### Problem
Which lines mention "anyhow"? Show each one from the listing.

========

//! Artwork frame removal CLI tool
//!
//! Command-line interface over the frame detector: single files or whole
//! directories, detection-only inspection with JSON output, or cropping
//! with format preservation.

use crate::{
    config::FrameDetectionConfig,
    detector::FrameDetector,
    services::{ImageIOService, SourceFormat},
    tracing_config::init_cli_tracing,
    types::FrameRemovalResult,
};
use anyhow::{Context, Result};
use clap::Parser;
use indicatif::{ProgressBar, ProgressStyle};
use log::info;
use std::path::{Path, PathBuf};
use std::time::Instant;
use walkdir::WalkDir;

/// Artwork frame detection and removal tool
#[derive(Parser)]
#[command(author, version, about, long_about = None)]
#[command(name = "artframe")]
pub(crate) struct Cli {
    /// Input image files or directories
    #[arg(value_name = "INPUT", required = true)]
    pub(crate) input: Vec<PathBuf>,

    /// Output directory (default: next to each input, with a `_cropped` suffix)
    #[arg(short, long, value_name = "DIR")]
    pub(crate) output: Option<PathBuf>,

    /// Only run detection and report results, do not write cropped images
    #[arg(long)]
    pub(crate) detect_only: bool,

    /// Print detection results as JSON (implies per-file reporting)
    #[arg(long)]
    pub(crate) json: bool,

    /// Minimum confidence required to accept a detection (0.0-1.0)
    #[arg(long)]
    pub(crate) min_confidence: Option<f64>,

    /// Sobel gradient-magnitude edge threshold
    #[arg(long)]
    pub(crate) edge_threshold: Option<f64>,

    /// Minimum accepted crop ratio (0.0-1.0)
    #[arg(long)]
    pub(crate) min_crop: Option<f64>,

    /// Maximum accepted crop ratio (0.0-1.0)
    #[arg(long)]
    pub(crate) max_crop: Option<f64>,

    /// Blur kernel size (sigma is kernel / 2)
    #[arg(long)]
    pub(crate) blur_kernel: Option<u32>,

    /// Process directories recursively
    #[arg(short, long)]
    pub(crate) recursive: bool,

    /// Enable verbose logging (-v: INFO, -vv: DEBUG, -vvv: TRACE)
    #[arg(short, long, action = clap::ArgAction::Count)]
    pub(crate) verbose: u8,
}

/// CLI entry point
///
/// # Errors
/// Returns an error for invalid arguments, unreadable inputs, or output
/// write failures. "No frame found" is a reported outcome, not an error.
pub fn main() -> Result<()> {
    let cli = Cli::parse();

    init_cli_tracing(cli.verbose).context("Failed to initialize tracing")?;

    let config = build_config(&cli).context("Invalid detection configuration")?;
    let detector = FrameDetector::new(config).context("Failed to create frame detector")?;

    let inputs = collect_inputs(&cli)?;
    if inputs.is_empty() {
        anyhow::bail!("No image files found in the given inputs");
    }

    info!("Processing {} image(s)", inputs.len());

    let progress = batch_progress(inputs.len() as u64);
    let start_time = Instant::now();
    let mut frames_found = 0usize;
    let mut failures = 0usize;

    for input in &inputs {
        if let Some(ref bar) = progress {
            bar.set_message(input.display().to_string());
        }

        match process_one(&cli, &detector, input) {
            Ok(found) => {
                if found {
                    frames_found += 1;
                }
            },
            Err(e) => {
                failures += 1;
                eprintln!("{}: {:#}", input.display(), e);
            },
        }

        if let Some(ref bar) = progress {
            bar.inc(1);
        }
    }

    if let Some(bar) = progress {
        bar.finish_and_clear();
    }

    info!(
        "Processed {} image(s) in {:.2}s: {} with frames, {} failed",
        inputs.len(),
        start_time.elapsed().as_secs_f64(),
        frames_found,
        failures
    );

    if failures > 0 {
        anyhow::bail!("{} input(s) failed", failures);
    }
    Ok(())
}

fn build_config(cli: &Cli) -> Result<FrameDetectionConfig> {
    let mut builder = FrameDetectionConfig::builder();

    if let Some(v) = cli.min_confidence {
        builder = builder.min_confidence(v);
    }
    if let Some(v) = cli.edge_threshold {
        builder = builder.edge_threshold(v);
    }
    if let Some(v) = cli.min_crop {
        builder = builder.min_crop_percentage(v);
    }
    if let Some(v) = cli.max_crop {
        builder = builder.max_crop_percentage(v);
    }
    if let Some(v) = cli.blur_kernel {
        builder = builder.blur_kernel_size(v);
    }

    Ok(builder.build()?)
}

/// Expand files and directories into the flat list of images to process
fn collect_inputs(cli: &Cli) -> Result<Vec<PathBuf>> {
    let mut inputs = Vec::new();

    for input in &cli.input {
        if input.is_file() {
            inputs.push(input.clone());
        } else if input.is_dir() {
            let max_depth = if cli.recursive { usize::MAX } else { 1 };
            for entry in WalkDir::new(input)
                .min_depth(1)
                .max_depth(max_depth)
                .sort_by_file_name()
                .into_iter()
                .filter_map(std::result::Result::ok)
                .filter(|e| e.file_type().is_file())
            {
                if ImageIOService::has_image_extension(entry.path()) {
                    inputs.push(entry.path().to_path_buf());
                }
            }
        } else {
            anyhow::bail!("Input does not exist: {}", input.display());
        }
    }

    Ok(inputs)
}

fn batch_progress(total: u64) -> Option<ProgressBar> {
    if total <= 1 {
        return None;
    }
    let bar = ProgressBar::new(total);
    bar.set_style(
        ProgressStyle::with_template("[{bar:30}] {pos}/{len} {msg}")
            .unwrap_or_else(|_| ProgressStyle::default_bar()),
    );
    Some(bar)
}

/// Process a single input; returns whether a frame was found
fn process_one(cli: &Cli, detector: &FrameDetector, input: &Path) -> Result<bool> {
    let bytes = ImageIOService::load_bytes(input)
        .with_context(|| format!("Failed to read {}", input.display()))?;

    if cli.detect_only {
        let detection = detector.detect_frame(&bytes);
        if cli.json {
            println!("{}", serde_json::to_string_pretty(&detection)?);
        } else {
            report_detection(input, detection.has_frame, detection.confidence);
        }
        return Ok(detection.has_frame);
    }

    let removal = detector.remove_frame(&bytes);
    if cli.json {
        println!("{}", serde_json::to_string_pretty(&removal.detection)?);
    }

    if !removal.success {
        anyhow::bail!(
            "frame removal failed: {}",
            removal.error.as_deref().unwrap_or("unknown error")
        );
    }

    if let Some(processed) = removal.processed_image.as_deref() {
        let output_path = output_path_for(cli, input, &bytes);
        ImageIOService::save_bytes(&output_path, processed)
            .with_context(|| format!("Failed to write {}", output_path.display()))?;
        if !cli.json {
            report_removal(input, &output_path, &removal);
        }
        Ok(true)
    } else {
        if !cli.json {
            report_detection(input, false, removal.detection.confidence);
        }
        Ok(false)
    }
}

fn report_detection(input: &Path, has_frame: bool, confidence: f64) {
    if has_frame {
        println!(
            "{}: frame detected (confidence {:.2})",
            input.display(),
            confidence
        );
    } else {
        println!(
            "{}: no frame found (confidence {:.2})",
            input.display(),
            confidence
        );
    }
}

fn report_removal(input: &Path, output: &Path, removal: &FrameRemovalResult) {
    println!(
        "{} -> {} (confidence {:.2}, {}ms)",
        input.display(),
        output.display(),
        removal.detection.confidence,
        removal.processing_time_ms
    );
}

/// Derive the output path: `<output_dir>/<stem>_cropped.<ext>` or next to
/// the input when no output directory was given
fn output_path_for(cli: &Cli, input: &Path, original_bytes: &[u8]) -> PathBuf {
    let stem = input
        .file_stem()
        .and_then(|s| s.to_str())
        .unwrap_or("output");
    let extension = SourceFormat::detect(original_bytes).map_or("png", |f| f.extension());
    let file_name = format!("{}_cropped.{}", stem, extension);

    match &cli.output {
        Some(dir) => dir.join(file_name),
        None => input.with_file_name(file_name),
    }
}

#[cfg(test)]
mod tests {
    use super::*;

    fn cli_with_args(args: &[&str]) -> Cli {
        Cli::try_parse_from(std::iter::once("artframe").chain(args.iter().copied())).unwrap()
    }

    #[test]
    fn test_cli_parses_basic_invocation() {
        let cli = cli_with_args(&["input.jpg"]);
        assert_eq!(cli.input, vec![PathBuf::from("input.jpg")]);
        assert!(!cli.detect_only);
        assert!(!cli.json);
        assert_eq!(cli.verbose, 0);
    }

    #[test]
    fn test_cli_parses_threshold_overrides() {
        let cli = cli_with_args(&[
            "in.png",
            "--min-confidence",
            "0.7",
            "--edge-threshold",
            "40",
            "--blur-kernel",
            "3",
            "-vv",
        ]);
        assert_eq!(cli.min_confidence, Some(0.7));
        assert_eq!(cli.edge_threshold, Some(40.0));
        assert_eq!(cli.blur_kernel, Some(3));
        assert_eq!(cli.verbose, 2);

        let config = build_config(&cli).unwrap();
        assert_eq!(config.min_confidence, 0.7);
        assert_eq!(config.edge_threshold, 40.0);
        assert_eq!(config.blur_kernel_size, 3);
    }

    #[test]
    fn test_cli_requires_input() {
        let result = Cli::try_parse_from(["artframe"]);
        assert!(result.is_err());
    }

    #[test]
    fn test_invalid_overrides_rejected_at_config_build() {
        let cli = cli_with_args(&["in.png", "--min-crop", "0.9", "--max-crop", "0.5"]);
        assert!(build_config(&cli).is_err());
    }

    #[test]
    fn test_output_path_derivation() {
        let png_magic = b"\x89PNG\r\n\x1a\n";

        let cli = cli_with_args(&["in.png"]);
        let path = output_path_for(&cli, Path::new("gallery/in.png"), png_magic);
        assert_eq!(path, PathBuf::from("gallery/in_cropped.png"));

        let cli = cli_with_args(&["in.png", "-o", "out"]);
        let path = output_path_for(&cli, Path::new("gallery/in.png"), png_magic);
        assert_eq!(path, PathBuf::from("out/in_cropped.png"));
    }
}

========

### Result
use anyhow::{Context, Result};
        anyhow::bail!("No image files found in the given inputs");
        anyhow::bail!("{} input(s) failed", failures);
            anyhow::bail!("Input does not exist: {}", input.display());
        anyhow::bail!(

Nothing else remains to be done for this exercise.